(Collected data)
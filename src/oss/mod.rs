//! Object storage service (OSS) client / 对象存储服务客户端
//!
//! `OssApi` is the entry point: upload a file, download an object, list a
//! bucket. Uploads go through [`upload::UploadJob`].

pub mod api;
pub mod types;
pub mod upload;

use std::path::Path;
use std::sync::Arc;

use bytes::Bytes;
use reqwest::Client;

use crate::auth::{Authenticator, TwoLeggedAuth};
use crate::config::{AppConfig, UploadSettings};
use crate::error::{ErrorKind, OssError, Result};
use crate::retry::retry;

pub use api::OssClient;
pub use types::{BucketContent, ListOptions, ObjectTarget, UploadResult};
pub use upload::{ProgressCallback, UploadBackend, UploadJob};

/// OSS API facade / OSS接口入口
pub struct OssApi {
    client: OssClient,
    settings: UploadSettings,
}

impl OssApi {
    /// Build from configuration with two-legged OAuth / 使用配置中的凭证创建
    pub fn new(config: &AppConfig) -> Result<Self> {
        let mut builder = Client::builder();
        if let Some(timeout) = config.api.timeout() {
            builder = builder.timeout(timeout);
        }
        let http = builder.build()?;

        let auth = Arc::new(TwoLeggedAuth::new(
            http.clone(),
            &config.api.host,
            config.auth.client_id.clone(),
            config.auth.client_secret.clone(),
        ));
        let client = OssClient::with_client(http, &config.api, auth);
        Ok(Self::from_client(client, config.upload.clone()))
    }

    /// Build with a custom credential source / 使用自定义认证
    pub fn with_authenticator(config: &AppConfig, auth: Arc<dyn Authenticator>) -> Result<Self> {
        let client = OssClient::new(&config.api, auth)?;
        Ok(Self::from_client(client, config.upload.clone()))
    }

    pub fn from_client(client: OssClient, settings: UploadSettings) -> Self {
        Self { client, settings }
    }

    pub fn client(&self) -> &OssClient {
        &self.client
    }

    /// Upload a local file as `bucket_key/object_key` / 上传文件
    pub async fn upload_object(
        &self,
        bucket_key: &str,
        object_key: &str,
        file: impl AsRef<Path>,
    ) -> Result<UploadResult> {
        self.upload_object_with_progress(bucket_key, object_key, file, None).await
    }

    pub async fn upload_object_with_progress(
        &self,
        bucket_key: &str,
        object_key: &str,
        file: impl AsRef<Path>,
        progress: Option<ProgressCallback>,
    ) -> Result<UploadResult> {
        let target = ObjectTarget::new(bucket_key, object_key);
        let mut job = UploadJob::new(file, target, self.settings.clone()).await?;
        if let Some(cb) = progress {
            job = job.with_progress(cb);
        }
        job.upload_file(&self.client).await
    }

    /// Download an object into memory / 下载对象到内存
    ///
    /// A 403 from the signed URL means it expired; a fresh one is requested once.
    pub async fn download_object(&self, bucket_key: &str, object_key: &str) -> Result<Bytes> {
        let target = ObjectTarget::new(bucket_key, object_key);
        let policy = self.settings.retry;
        let mut refreshed = false;

        loop {
            let signed = retry(&policy, "signed download URL", || self.client.signed_download_url(&target)).await?;
            tracing::debug!("Downloading {}/{} ({} bytes)", bucket_key, object_key, signed.size);

            let outcome = retry(&policy, "download", || self.client.download_with_signed_url(&signed)).await;
            match outcome {
                Err(e) if e.kind() == ErrorKind::UrlExpired && !refreshed => {
                    tracing::warn!("{}, requesting a new download URL", e);
                    refreshed = true;
                }
                other => return other,
            }
        }
    }

    /// Download an object to a local file, returns the bytes written / 下载对象到文件
    pub async fn download_object_to(
        &self,
        bucket_key: &str,
        object_key: &str,
        dest: impl AsRef<Path>,
    ) -> Result<u64> {
        let data = self.download_object(bucket_key, object_key).await?;
        let dest = dest.as_ref();
        tokio::fs::write(dest, &data)
            .await
            .map_err(|e| OssError::Read(e).context(format!("writing {:?}", dest)))?;
        Ok(data.len() as u64)
    }

    /// List bucket content / 列出存储桶内容
    pub async fn list_objects(&self, bucket_key: &str, options: &ListOptions) -> Result<BucketContent> {
        let context = format!("listing bucket {}", bucket_key);
        retry(&self.settings.retry, &context, || self.client.list_objects(bucket_key, options)).await
    }
}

What the task requires: Once the records end, copy them all again exactly.

Reply:
filename src/oss/mod.rs
//! Object storage service (OSS) client / 对象存储服务客户端
//!
//! `OssApi` is the entry point: upload a file, download an object, list a
//! bucket. Uploads go through [`upload::UploadJob`].

pub mod api;
pub mod types;
pub mod upload;

use std::path::Path;
use std::sync::Arc;

use bytes::Bytes;
use reqwest::Client;

use crate::auth::{Authenticator, TwoLeggedAuth};
use crate::config::{AppConfig, UploadSettings};
use crate::error::{ErrorKind, OssError, Result};
use crate::retry::retry;

pub use api::OssClient;
pub use types::{BucketContent, ListOptions, ObjectTarget, UploadResult};
pub use upload::{ProgressCallback, UploadBackend, UploadJob};

/// OSS API facade / OSS接口入口
pub struct OssApi {
    client: OssClient,
    settings: UploadSettings,
}

impl OssApi {
    /// Build from configuration with two-legged OAuth / 使用配置中的凭证创建
    pub fn new(config: &AppConfig) -> Result<Self> {
        let mut builder = Client::builder();
        if let Some(timeout) = config.api.timeout() {
            builder = builder.timeout(timeout);
        }
        let http = builder.build()?;

        let auth = Arc::new(TwoLeggedAuth::new(
            http.clone(),
            &config.api.host,
            config.auth.client_id.clone(),
            config.auth.client_secret.clone(),
        ));
        let client = OssClient::with_client(http, &config.api, auth);
        Ok(Self::from_client(client, config.upload.clone()))
    }

    /// Build with a custom credential source / 使用自定义认证
    pub fn with_authenticator(config: &AppConfig, auth: Arc<dyn Authenticator>) -> Result<Self> {
        let client = OssClient::new(&config.api, auth)?;
        Ok(Self::from_client(client, config.upload.clone()))
    }

    pub fn from_client(client: OssClient, settings: UploadSettings) -> Self {
        Self { client, settings }
    }

    pub fn client(&self) -> &OssClient {
        &self.client
    }

    /// Upload a local file as `bucket_key/object_key` / 上传文件
    pub async fn upload_object(
        &self,
        bucket_key: &str,
        object_key: &str,
        file: impl AsRef<Path>,
    ) -> Result<UploadResult> {
        self.upload_object_with_progress(bucket_key, object_key, file, None).await
    }

    pub async fn upload_object_with_progress(
        &self,
        bucket_key: &str,
        object_key: &str,
        file: impl AsRef<Path>,
        progress: Option<ProgressCallback>,
    ) -> Result<UploadResult> {
        let target = ObjectTarget::new(bucket_key, object_key);
        let mut job = UploadJob::new(file, target, self.settings.clone()).await?;
        if let Some(cb) = progress {
            job = job.with_progress(cb);
        }
        job.upload_file(&self.client).await
    }

    /// Download an object into memory / 下载对象到内存
    ///
    /// A 403 from the signed URL means it expired; a fresh one is requested once.
    pub async fn download_object(&self, bucket_key: &str, object_key: &str) -> Result<Bytes> {
        let target = ObjectTarget::new(bucket_key, object_key);
        let policy = self.settings.retry;
        let mut refreshed = false;

        loop {
            let signed = retry(&policy, "signed download URL", || self.client.signed_download_url(&target)).await?;
            tracing::debug!("Downloading {}/{} ({} bytes)", bucket_key, object_key, signed.size);

            let outcome = retry(&policy, "download", || self.client.download_with_signed_url(&signed)).await;
            match outcome {
                Err(e) if e.kind() == ErrorKind::UrlExpired && !refreshed => {
                    tracing::warn!("{}, requesting a new download URL", e);
                    refreshed = true;
                }
                other => return other,
            }
        }
    }

    /// Download an object to a local file, returns the bytes written / 下载对象到文件
    pub async fn download_object_to(
        &self,
        bucket_key: &str,
        object_key: &str,
        dest: impl AsRef<Path>,
    ) -> Result<u64> {
        let data = self.download_object(bucket_key, object_key).await?;
        let dest = dest.as_ref();
        tokio::fs::write(dest, &data)
            .await
            .map_err(|e| OssError::Read(e).context(format!("writing {:?}", dest)))?;
        Ok(data.len() as u64)
    }

    /// List bucket content / 列出存储桶内容
    pub async fn list_objects(&self, bucket_key: &str, options: &ListOptions) -> Result<BucketContent> {
        let context = format!("listing bucket {}", bucket_key);
        retry(&self.settings.retry, &context, || self.client.list_objects(bucket_key, options)).await
    }
}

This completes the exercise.